AVAILABLE RECORDS: Begin
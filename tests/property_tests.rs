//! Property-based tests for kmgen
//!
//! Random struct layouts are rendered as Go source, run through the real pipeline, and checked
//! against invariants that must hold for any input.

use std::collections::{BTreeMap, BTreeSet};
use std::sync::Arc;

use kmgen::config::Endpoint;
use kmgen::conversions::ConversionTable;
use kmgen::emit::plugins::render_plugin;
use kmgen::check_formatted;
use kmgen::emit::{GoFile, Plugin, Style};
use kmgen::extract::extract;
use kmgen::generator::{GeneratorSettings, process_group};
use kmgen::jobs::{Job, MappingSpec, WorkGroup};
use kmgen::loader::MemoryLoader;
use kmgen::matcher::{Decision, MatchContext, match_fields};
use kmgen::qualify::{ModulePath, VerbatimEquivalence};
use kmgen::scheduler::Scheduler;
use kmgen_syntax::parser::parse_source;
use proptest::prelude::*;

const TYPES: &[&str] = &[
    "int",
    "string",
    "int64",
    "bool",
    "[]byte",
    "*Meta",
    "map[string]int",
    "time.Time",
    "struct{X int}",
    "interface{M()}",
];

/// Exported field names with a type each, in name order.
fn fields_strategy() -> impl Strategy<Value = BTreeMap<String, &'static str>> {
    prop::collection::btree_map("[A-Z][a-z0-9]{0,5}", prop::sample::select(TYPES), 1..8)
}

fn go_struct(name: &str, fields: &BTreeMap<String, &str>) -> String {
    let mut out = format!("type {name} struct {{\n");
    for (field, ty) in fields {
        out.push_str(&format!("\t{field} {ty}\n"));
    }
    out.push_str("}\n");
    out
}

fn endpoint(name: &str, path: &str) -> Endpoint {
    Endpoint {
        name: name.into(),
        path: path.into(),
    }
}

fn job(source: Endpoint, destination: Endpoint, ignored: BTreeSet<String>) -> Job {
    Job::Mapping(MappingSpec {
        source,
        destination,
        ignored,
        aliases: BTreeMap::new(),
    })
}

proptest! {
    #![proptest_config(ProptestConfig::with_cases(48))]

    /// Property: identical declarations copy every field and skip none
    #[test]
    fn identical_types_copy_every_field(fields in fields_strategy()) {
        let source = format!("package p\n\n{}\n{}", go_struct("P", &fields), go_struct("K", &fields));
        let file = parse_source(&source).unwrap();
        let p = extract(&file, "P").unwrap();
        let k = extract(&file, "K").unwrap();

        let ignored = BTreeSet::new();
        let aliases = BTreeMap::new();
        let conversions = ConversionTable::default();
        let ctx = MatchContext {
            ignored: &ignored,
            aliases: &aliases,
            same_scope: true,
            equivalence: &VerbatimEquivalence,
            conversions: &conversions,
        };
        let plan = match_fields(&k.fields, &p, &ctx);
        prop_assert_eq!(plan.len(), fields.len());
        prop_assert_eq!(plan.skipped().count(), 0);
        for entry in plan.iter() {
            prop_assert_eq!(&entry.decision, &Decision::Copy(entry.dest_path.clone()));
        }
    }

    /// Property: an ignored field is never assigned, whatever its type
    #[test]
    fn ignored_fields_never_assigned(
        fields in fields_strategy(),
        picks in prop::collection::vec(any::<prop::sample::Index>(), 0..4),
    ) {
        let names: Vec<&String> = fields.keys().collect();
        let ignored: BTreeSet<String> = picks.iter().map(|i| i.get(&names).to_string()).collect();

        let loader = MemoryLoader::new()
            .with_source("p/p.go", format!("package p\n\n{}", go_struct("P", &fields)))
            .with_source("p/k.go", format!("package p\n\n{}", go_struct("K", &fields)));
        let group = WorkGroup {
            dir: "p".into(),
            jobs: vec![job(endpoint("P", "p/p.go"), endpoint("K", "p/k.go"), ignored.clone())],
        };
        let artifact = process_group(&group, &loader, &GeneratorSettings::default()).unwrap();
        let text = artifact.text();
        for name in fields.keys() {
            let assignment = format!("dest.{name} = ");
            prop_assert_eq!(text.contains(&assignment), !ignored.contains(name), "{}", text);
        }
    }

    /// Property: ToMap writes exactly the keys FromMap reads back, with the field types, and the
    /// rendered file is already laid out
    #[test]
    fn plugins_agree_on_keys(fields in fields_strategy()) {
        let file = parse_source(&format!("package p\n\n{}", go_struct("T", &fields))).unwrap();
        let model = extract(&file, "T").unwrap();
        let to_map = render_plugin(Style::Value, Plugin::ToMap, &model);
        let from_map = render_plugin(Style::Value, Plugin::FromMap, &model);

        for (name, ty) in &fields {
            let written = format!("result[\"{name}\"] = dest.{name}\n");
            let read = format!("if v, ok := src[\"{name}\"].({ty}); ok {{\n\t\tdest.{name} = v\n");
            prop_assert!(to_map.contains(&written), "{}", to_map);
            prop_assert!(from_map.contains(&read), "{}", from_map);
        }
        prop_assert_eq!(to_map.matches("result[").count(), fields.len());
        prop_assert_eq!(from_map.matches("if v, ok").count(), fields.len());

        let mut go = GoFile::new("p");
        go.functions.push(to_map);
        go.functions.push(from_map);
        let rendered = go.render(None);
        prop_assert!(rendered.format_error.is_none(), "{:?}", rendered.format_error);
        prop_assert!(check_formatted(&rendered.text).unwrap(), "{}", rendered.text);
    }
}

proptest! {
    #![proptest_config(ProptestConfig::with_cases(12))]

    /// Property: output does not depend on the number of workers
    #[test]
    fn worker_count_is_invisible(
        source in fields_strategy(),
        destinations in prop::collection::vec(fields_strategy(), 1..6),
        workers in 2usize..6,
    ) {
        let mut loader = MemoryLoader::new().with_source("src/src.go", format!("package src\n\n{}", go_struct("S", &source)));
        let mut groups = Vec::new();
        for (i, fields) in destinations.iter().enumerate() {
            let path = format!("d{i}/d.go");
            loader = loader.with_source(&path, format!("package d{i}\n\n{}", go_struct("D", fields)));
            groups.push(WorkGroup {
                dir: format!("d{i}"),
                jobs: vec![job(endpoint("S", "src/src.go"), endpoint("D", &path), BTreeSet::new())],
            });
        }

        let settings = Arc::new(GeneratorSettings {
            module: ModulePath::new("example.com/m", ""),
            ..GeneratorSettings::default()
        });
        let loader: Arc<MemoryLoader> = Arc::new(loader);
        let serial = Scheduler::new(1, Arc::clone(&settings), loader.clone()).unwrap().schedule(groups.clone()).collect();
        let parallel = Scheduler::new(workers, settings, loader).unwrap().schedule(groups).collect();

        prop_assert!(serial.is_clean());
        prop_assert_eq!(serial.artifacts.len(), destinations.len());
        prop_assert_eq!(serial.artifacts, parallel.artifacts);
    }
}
AVAILABLE RECORDS: End
_PROBLEM TO WORK ON_
Output every entry exactly as given.

_SOLUTION TO THIS PROBLEM_
filename tests/property_tests.rs
//! Property-based tests for kmgen
//!
//! Random struct layouts are rendered as Go source, run through the real pipeline, and checked
//! against invariants that must hold for any input.

use std::collections::{BTreeMap, BTreeSet};
use std::sync::Arc;

use kmgen::config::Endpoint;
use kmgen::conversions::ConversionTable;
use kmgen::emit::plugins::render_plugin;
use kmgen::check_formatted;
use kmgen::emit::{GoFile, Plugin, Style};
use kmgen::extract::extract;
use kmgen::generator::{GeneratorSettings, process_group};
use kmgen::jobs::{Job, MappingSpec, WorkGroup};
use kmgen::loader::MemoryLoader;
use kmgen::matcher::{Decision, MatchContext, match_fields};
use kmgen::qualify::{ModulePath, VerbatimEquivalence};
use kmgen::scheduler::Scheduler;
use kmgen_syntax::parser::parse_source;
use proptest::prelude::*;

const TYPES: &[&str] = &[
    "int",
    "string",
    "int64",
    "bool",
    "[]byte",
    "*Meta",
    "map[string]int",
    "time.Time",
    "struct{X int}",
    "interface{M()}",
];

/// Exported field names with a type each, in name order.
fn fields_strategy() -> impl Strategy<Value = BTreeMap<String, &'static str>> {
    prop::collection::btree_map("[A-Z][a-z0-9]{0,5}", prop::sample::select(TYPES), 1..8)
}

fn go_struct(name: &str, fields: &BTreeMap<String, &str>) -> String {
    let mut out = format!("type {name} struct {{\n");
    for (field, ty) in fields {
        out.push_str(&format!("\t{field} {ty}\n"));
    }
    out.push_str("}\n");
    out
}

fn endpoint(name: &str, path: &str) -> Endpoint {
    Endpoint {
        name: name.into(),
        path: path.into(),
    }
}

fn job(source: Endpoint, destination: Endpoint, ignored: BTreeSet<String>) -> Job {
    Job::Mapping(MappingSpec {
        source,
        destination,
        ignored,
        aliases: BTreeMap::new(),
    })
}

proptest! {
    #![proptest_config(ProptestConfig::with_cases(48))]

    /// Property: identical declarations copy every field and skip none
    #[test]
    fn identical_types_copy_every_field(fields in fields_strategy()) {
        let source = format!("package p\n\n{}\n{}", go_struct("P", &fields), go_struct("K", &fields));
        let file = parse_source(&source).unwrap();
        let p = extract(&file, "P").unwrap();
        let k = extract(&file, "K").unwrap();

        let ignored = BTreeSet::new();
        let aliases = BTreeMap::new();
        let conversions = ConversionTable::default();
        let ctx = MatchContext {
            ignored: &ignored,
            aliases: &aliases,
            same_scope: true,
            equivalence: &VerbatimEquivalence,
            conversions: &conversions,
        };
        let plan = match_fields(&k.fields, &p, &ctx);
        prop_assert_eq!(plan.len(), fields.len());
        prop_assert_eq!(plan.skipped().count(), 0);
        for entry in plan.iter() {
            prop_assert_eq!(&entry.decision, &Decision::Copy(entry.dest_path.clone()));
        }
    }

    /// Property: an ignored field is never assigned, whatever its type
    #[test]
    fn ignored_fields_never_assigned(
        fields in fields_strategy(),
        picks in prop::collection::vec(any::<prop::sample::Index>(), 0..4),
    ) {
        let names: Vec<&String> = fields.keys().collect();
        let ignored: BTreeSet<String> = picks.iter().map(|i| i.get(&names).to_string()).collect();

        let loader = MemoryLoader::new()
            .with_source("p/p.go", format!("package p\n\n{}", go_struct("P", &fields)))
            .with_source("p/k.go", format!("package p\n\n{}", go_struct("K", &fields)));
        let group = WorkGroup {
            dir: "p".into(),
            jobs: vec![job(endpoint("P", "p/p.go"), endpoint("K", "p/k.go"), ignored.clone())],
        };
        let artifact = process_group(&group, &loader, &GeneratorSettings::default()).unwrap();
        let text = artifact.text();
        for name in fields.keys() {
            let assignment = format!("dest.{name} = ");
            prop_assert_eq!(text.contains(&assignment), !ignored.contains(name), "{}", text);
        }
    }

    /// Property: ToMap writes exactly the keys FromMap reads back, with the field types, and the
    /// rendered file is already laid out
    #[test]
    fn plugins_agree_on_keys(fields in fields_strategy()) {
        let file = parse_source(&format!("package p\n\n{}", go_struct("T", &fields))).unwrap();
        let model = extract(&file, "T").unwrap();
        let to_map = render_plugin(Style::Value, Plugin::ToMap, &model);
        let from_map = render_plugin(Style::Value, Plugin::FromMap, &model);

        for (name, ty) in &fields {
            let written = format!("result[\"{name}\"] = dest.{name}\n");
            let read = format!("if v, ok := src[\"{name}\"].({ty}); ok {{\n\t\tdest.{name} = v\n");
            prop_assert!(to_map.contains(&written), "{}", to_map);
            prop_assert!(from_map.contains(&read), "{}", from_map);
        }
        prop_assert_eq!(to_map.matches("result[").count(), fields.len());
        prop_assert_eq!(from_map.matches("if v, ok").count(), fields.len());

        let mut go = GoFile::new("p");
        go.functions.push(to_map);
        go.functions.push(from_map);
        let rendered = go.render(None);
        prop_assert!(rendered.format_error.is_none(), "{:?}", rendered.format_error);
        prop_assert!(check_formatted(&rendered.text).unwrap(), "{}", rendered.text);
    }
}

proptest! {
    #![proptest_config(ProptestConfig::with_cases(12))]

    /// Property: output does not depend on the number of workers
    #[test]
    fn worker_count_is_invisible(
        source in fields_strategy(),
        destinations in prop::collection::vec(fields_strategy(), 1..6),
        workers in 2usize..6,
    ) {
        let mut loader = MemoryLoader::new().with_source("src/src.go", format!("package src\n\n{}", go_struct("S", &source)));
        let mut groups = Vec::new();
        for (i, fields) in destinations.iter().enumerate() {
            let path = format!("d{i}/d.go");
            loader = loader.with_source(&path, format!("package d{i}\n\n{}", go_struct("D", fields)));
            groups.push(WorkGroup {
                dir: format!("d{i}"),
                jobs: vec![job(endpoint("S", "src/src.go"), endpoint("D", &path), BTreeSet::new())],
            });
        }

        let settings = Arc::new(GeneratorSettings {
            module: ModulePath::new("example.com/m", ""),
            ..GeneratorSettings::default()
        });
        let loader: Arc<MemoryLoader> = Arc::new(loader);
        let serial = Scheduler::new(1, Arc::clone(&settings), loader.clone()).unwrap().schedule(groups.clone()).collect();
        let parallel = Scheduler::new(workers, settings, loader).unwrap().schedule(groups).collect();

        prop_assert!(serial.is_clean());
        prop_assert_eq!(serial.artifacts.len(), destinations.len());
        prop_assert_eq!(serial.artifacts, parallel.artifacts);
    }
}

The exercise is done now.